Palpatine’s presence must have seemed genius when the creative forces behind the film met. After all, almost no Star Wars fan would have expected it, and there’s a reason for this: His death made sense. Sadly, his reemergence never does – no matter how much director J.J. Abrams tries to explain it. To make matters worse, the character continues to rattle off ridiculous statements about having planned and coordinated everything, that everything is going according to plan, and that no one is coming to the aid of depleted Rebels making one final stand against him and his battalion of apparently rustproof Star Destroyers. It’s as if he’s completely forgotten about his fortunes the last time he made such proclamations.
His presence adds another complication to the plot. It further confuses the portrait of Luke Skywalker presented in Episodes 7 and 8. We’re now asked to believe that Luke knew of Palpatine’s survival and, despite knowing the threat he posed, still chose to exile himself on an island whose whereabouts were unknown but which he left a map to as a means of…oh, never mind. The point is that the Luke Skywalker Star Wars fans grew up with would not have run from the battle any more that Han Solo would. Check that. Abrams also made that happen.

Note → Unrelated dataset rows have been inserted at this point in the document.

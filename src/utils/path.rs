//! Path manipulation and validation utilities

use crate::error::ConfgitError;
use std::path::{Component, Path, PathBuf};

/// Normalize a path by resolving `.` and `..` components
#[must_use]
pub fn normalize_path(path: &Path) -> PathBuf {
    let mut components = Vec::new();

    for component in path.components() {
        match component {
            Component::CurDir => {}
            Component::ParentDir => match components.last() {
                // Keep leading '..' components
                None | Some(Component::ParentDir) => components.push(component),
                // '..' at the root stays at the root
                Some(Component::RootDir | Component::Prefix(_)) => {}
                Some(_) => {
                    components.pop();
                }
            },
            _ => components.push(component),
        }
    }

    components.iter().collect()
}

/// Convert backslashes to forward slashes
#[must_use]
pub fn normalize_separators(path: &str) -> String {
    path.replace('\\', "/")
}

/// Check a user-supplied path inside the repository and hand it back for git
///
/// Backslashes become `/`; nothing else is rewritten, so surrounding
/// whitespace, `.` segments and `..` segments reach git as typed. `..` is only
/// resolved to check that the path stays inside the repository.
///
/// # Errors
///
/// Returns an error if:
/// - The path is empty or resolves to the repository root
/// - The path is absolute
/// - The path escapes the repository through `..`
pub fn repository_path(raw: &str) -> Result<String, ConfgitError> {
    let unified = normalize_separators(raw);

    if unified.trim().is_empty() {
        return Err(ConfgitError::invalid_path("Path cannot be empty"));
    }

    if unified.starts_with('/') || has_drive_prefix(&unified) {
        return Err(ConfgitError::invalid_path(format!(
            "Absolute paths are not allowed: '{raw}'. Use a path relative to the repository root instead."
        )));
    }

    let mut depth = 0_usize;
    for segment in unified.split('/') {
        match segment {
            "" | "." => {}
            ".." => {
                if depth == 0 {
                    return Err(ConfgitError::invalid_path(format!(
                        "Path contains unsafe directory traversal: '{raw}'"
                    )));
                }
                depth -= 1;
            }
            _ => depth += 1,
        }
    }

    if depth == 0 {
        return Err(ConfgitError::invalid_path(format!(
            "Path '{raw}' points at the repository root"
        )));
    }

    Ok(unified)
}

fn has_drive_prefix(path: &str) -> bool {
    let bytes = path.as_bytes();
    bytes.len() >= 2 && bytes[0].is_ascii_alphabetic() && bytes[1] == b':'
}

The Rise of Skywalker finds Ray, Finn, and Poe continuing the struggle against the First Order. This time there’s a mole inside the enemy camp supplying the Rebels with confirmation of the Emperor’s survival and giving them clues as to how to find him. This involves finding a cube-like structure called – I kid you not – a Way Finder which when plugged into a space craft takes our heroes on a search for the Sith world that would have made Dante proud. All of this leads to one of those climactic battles that anyone who has watched recent action movies will be all too familiar with. There’s even one of those predictable moments when all hope seems lost just before the cavalry arrives to even the odds.

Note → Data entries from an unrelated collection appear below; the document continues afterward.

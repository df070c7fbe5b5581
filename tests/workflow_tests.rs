//! Tests for the checkout and push-file workflows, run against `MockSystem`

#![expect(clippy::unwrap_used, reason = "This is a test module")]

use confgit::config::Config;
use confgit::error::ConfgitError;
use confgit::git::{ConfigRepository, check_git_availability};
use confgit::operations::{CommandRunner, MemorySink, Stream};
use confgit::system::MockSystem;
use std::path::{Path, PathBuf};

const REMOTE: &str = "git@example.git.host:user/repository.git";

fn config() -> Config {
    Config {
        remote_url: REMOTE.to_owned(),
        local_directory: PathBuf::from("/work/repositoryFolder"),
        git_binary: "git".to_owned(),
    }
}

fn prepared_system() -> MockSystem {
    MockSystem::new()
        .with_dir("/work/repositoryFolder")
        .unwrap()
}

fn args(list: &[&str]) -> Vec<String> {
    list.iter().map(|arg| (*arg).to_owned()).collect()
}

#[test]
fn checkout_issues_four_commands_in_order() {
    let system = prepared_system();
    let config = config();
    let runner = CommandRunner::new(&system);

    ConfigRepository::new(&config, &runner)
        .checkout_repository_directory("foo/bar")
        .unwrap();

    assert_eq!(
        system.spawned_args().unwrap(),
        vec![
            args(&["clone", REMOTE, "--no-checkout", "repositoryFolder"]),
            args(&["sparse-checkout", "init"]),
            args(&["add", "foo/bar"]),
            args(&["checkout"]),
        ]
    );

    let spawned = system.spawned().unwrap();
    assert_eq!(spawned[0].working_dir, Path::new("/work"));
    for record in &spawned[1..] {
        assert_eq!(record.working_dir, Path::new("/work/repositoryFolder"));
        assert_eq!(record.invocation.program(), "git");
    }
}

#[test]
fn checkout_stops_at_first_failure() {
    for failing in 0..4 {
        let system = prepared_system().with_exit_code(failing, 128).unwrap();
        let config = config();
        let runner = CommandRunner::new(&system);

        let err = ConfigRepository::new(&config, &runner)
            .checkout_repository_directory("foo/bar")
            .unwrap_err();

        assert!(
            matches!(err, ConfgitError::CommandFailed { exit_code: 128, .. }),
            "step {failing}: {err:?}"
        );
        assert_eq!(system.spawned().unwrap().len(), failing + 1);
    }
}

#[test]
fn push_file_commits_with_generated_message() {
    let system = prepared_system();
    let config = config();
    let runner = CommandRunner::new(&system);

    ConfigRepository::new(&config, &runner)
        .push_file("configs/app.yaml")
        .unwrap();

    let spawned = system.spawned_args().unwrap();
    assert_eq!(
        spawned,
        vec![
            args(&["clone", REMOTE, "--no-checkout", "repositoryFolder"]),
            args(&["sparse-checkout", "init"]),
            args(&["add", "configs/app.yaml"]),
            args(&["commit", "-m", "Added/updated configs/app.yaml file."]),
        ]
    );
    assert!(
        spawned.iter().all(|argv| argv[0] != "push"),
        "no push step is issued"
    );
}

#[test]
fn push_file_stops_when_staging_fails() {
    let system = prepared_system().with_exit_code(2, 1).unwrap();
    let config = config();
    let runner = CommandRunner::new(&system);

    let err = ConfigRepository::new(&config, &runner)
        .push_file("configs/app.yaml")
        .unwrap_err();

    assert_eq!(err.command_exit_code(), Some(1));
    assert_eq!(system.spawned().unwrap().len(), 3);
}

#[test]
fn missing_parent_directory_fails_before_clone() {
    let system = MockSystem::new();
    let config = config();
    let runner = CommandRunner::new(&system);

    let err = ConfigRepository::new(&config, &runner)
        .checkout_repository_directory("foo/bar")
        .unwrap_err();

    assert!(matches!(
        err,
        ConfgitError::DirectoryNotFound { ref path } if path == Path::new("/work")
    ));
    assert!(system.spawned().unwrap().is_empty());
}

#[test]
fn missing_clone_directory_fails_after_clone() {
    // The mock clone does not create its target directory
    let system = MockSystem::new().with_dir("/work").unwrap();
    let config = config();
    let runner = CommandRunner::new(&system);

    let err = ConfigRepository::new(&config, &runner)
        .checkout_repository_directory("foo/bar")
        .unwrap_err();

    assert!(matches!(
        err,
        ConfgitError::DirectoryNotFound { ref path } if path == Path::new("/work/repositoryFolder")
    ));
    assert_eq!(system.spawned().unwrap().len(), 1);
}

#[test]
fn unsafe_paths_are_rejected_before_running_anything() {
    let system = prepared_system();
    let config = config();
    let runner = CommandRunner::new(&system);
    let repository = ConfigRepository::new(&config, &runner);

    for path in ["", "/etc", "../outside"] {
        let err = repository.checkout_repository_directory(path).unwrap_err();
        assert!(matches!(err, ConfgitError::InvalidPath { .. }), "{path}");
        assert!(repository.push_file(path).is_err());
    }

    assert!(system.spawned().unwrap().is_empty());
}

#[test]
fn windows_separators_are_normalized() {
    let system = prepared_system();
    let config = config();
    let runner = CommandRunner::new(&system);

    ConfigRepository::new(&config, &runner)
        .push_file("configs\\app.yaml")
        .unwrap();

    let spawned = system.spawned_args().unwrap();
    assert_eq!(spawned[2], args(&["add", "configs/app.yaml"]));
    assert_eq!(
        spawned[3],
        args(&["commit", "-m", "Added/updated configs/app.yaml file."])
    );
}

#[test]
fn paths_reach_git_as_typed() {
    let system = prepared_system();
    let config = config();
    let runner = CommandRunner::new(&system);
    let repository = ConfigRepository::new(&config, &runner);

    repository.push_file("notes.txt ").unwrap();
    repository.checkout_repository_directory("./services/../api").unwrap();

    let spawned = system.spawned_args().unwrap();
    assert_eq!(spawned[2], args(&["add", "notes.txt "]));
    assert_eq!(
        spawned[3],
        args(&["commit", "-m", "Added/updated notes.txt  file."])
    );
    assert_eq!(spawned[6], args(&["add", "./services/../api"]));
}

#[test]
fn plans_match_executed_steps() {
    let system = prepared_system();
    let config = config();
    let runner = CommandRunner::new(&system);
    let repository = ConfigRepository::new(&config, &runner);

    let plan = repository.plan_checkout("foo/bar").unwrap();
    assert!(system.spawned().unwrap().is_empty());

    repository.checkout_repository_directory("foo/bar").unwrap();
    let executed: Vec<_> = system
        .spawned()
        .unwrap()
        .into_iter()
        .map(|record| (record.working_dir, record.invocation))
        .collect();
    let planned: Vec<_> = plan
        .into_iter()
        .map(|step| (step.working_dir, step.invocation))
        .collect();
    assert_eq!(executed, planned);
}

#[test]
fn custom_git_binary_is_used() {
    let system = prepared_system();
    let mut config = config();
    config.git_binary = "/opt/git/bin/git".to_owned();
    let runner = CommandRunner::new(&system);

    ConfigRepository::new(&config, &runner)
        .checkout_repository_directory("foo")
        .unwrap();

    assert!(
        system
            .spawned()
            .unwrap()
            .iter()
            .all(|record| record.invocation.program() == "/opt/git/bin/git")
    );
}

#[test]
fn workflow_output_reaches_sink() {
    let system = prepared_system()
        .with_output(0, "", "Cloning into 'repositoryFolder'...\n")
        .unwrap();
    let config = config();
    let sink = MemorySink::new();
    let runner = CommandRunner::with_sink(&system, &sink);

    ConfigRepository::new(&config, &runner)
        .checkout_repository_directory("foo/bar")
        .unwrap();

    assert_eq!(
        sink.stream_lines(Stream::Stderr),
        ["Cloning into 'repositoryFolder'..."]
    );
}

#[test]
fn git_version_check_accepts_recent_versions() {
    let system = prepared_system()
        .with_output(0, "git version 2.43.0\n", "")
        .unwrap();
    let runner = CommandRunner::new(&system);

    check_git_availability(&runner, "git", Path::new("/work")).unwrap();

    assert_eq!(system.spawned_args().unwrap(), vec![args(&["--version"])]);
}

#[test]
fn git_version_check_rejects_old_versions() {
    let system = prepared_system()
        .with_output(0, "git version 2.20.1\n", "")
        .unwrap();
    let runner = CommandRunner::new(&system);

    let err = check_git_availability(&runner, "git", Path::new("/work")).unwrap_err();

    assert_eq!(err.exit_code(), 1);
    assert!(err.to_string().contains("too old"));
}

#[test]
fn git_version_check_accepts_unknown_output() {
    let system = prepared_system()
        .with_output(0, "some-git-wrapper\n", "")
        .unwrap();
    let runner = CommandRunner::new(&system);

    check_git_availability(&runner, "git", Path::new("/work")).unwrap();
}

On the plus side, the film corrects one of the biggest mistakes of The Last Jedi, separating Ray and Finn. These are the two characters that the new trilogy is really about, and dividing them stunted their growth and removed some of the emotional draw of Episode 7. Here, their connection is much stronger, and we get a sense that their friendship has realistically expanded over the years. I bought their closeness, and it was refreshing to see. Also close are Poe and Finn, and this is to be expected given their history and the amount of time they appear to have worked together in the interim. Less time is given to other characters, some who had big roles in earlier films, such as Kelly Marie Tran’s Rose Tico, yet this is explained by giving them positions that mostly keep them away from the battle. It’s realistic, even as it is also a bit disappointing.
Previously, I criticized Episodes 7 and 8 for containing too many similarities to earlier films, and while there are scenes that will make you recall events from the other trilogies, copying is the least of my complaints about Episode 9, the biggest of which involves the expanding abilities of those who use the force. The expansion began in Episode 8 with Jedi ghosts being able to create infernos from beyond the grave and it continues here with the force enabling Jedi to heal people. Even more egregious is this: The force enables Kylo Ren to communicate telepathically with Ray and then to “grab” an item that she is holding in her hands, despite their being miles away from each other. It’s as if the force makes his hands a teleportation device. I guess the force can be anything now. I can’t wait for the film in which a Jedi turns sand into water to save a friend dying of thirst.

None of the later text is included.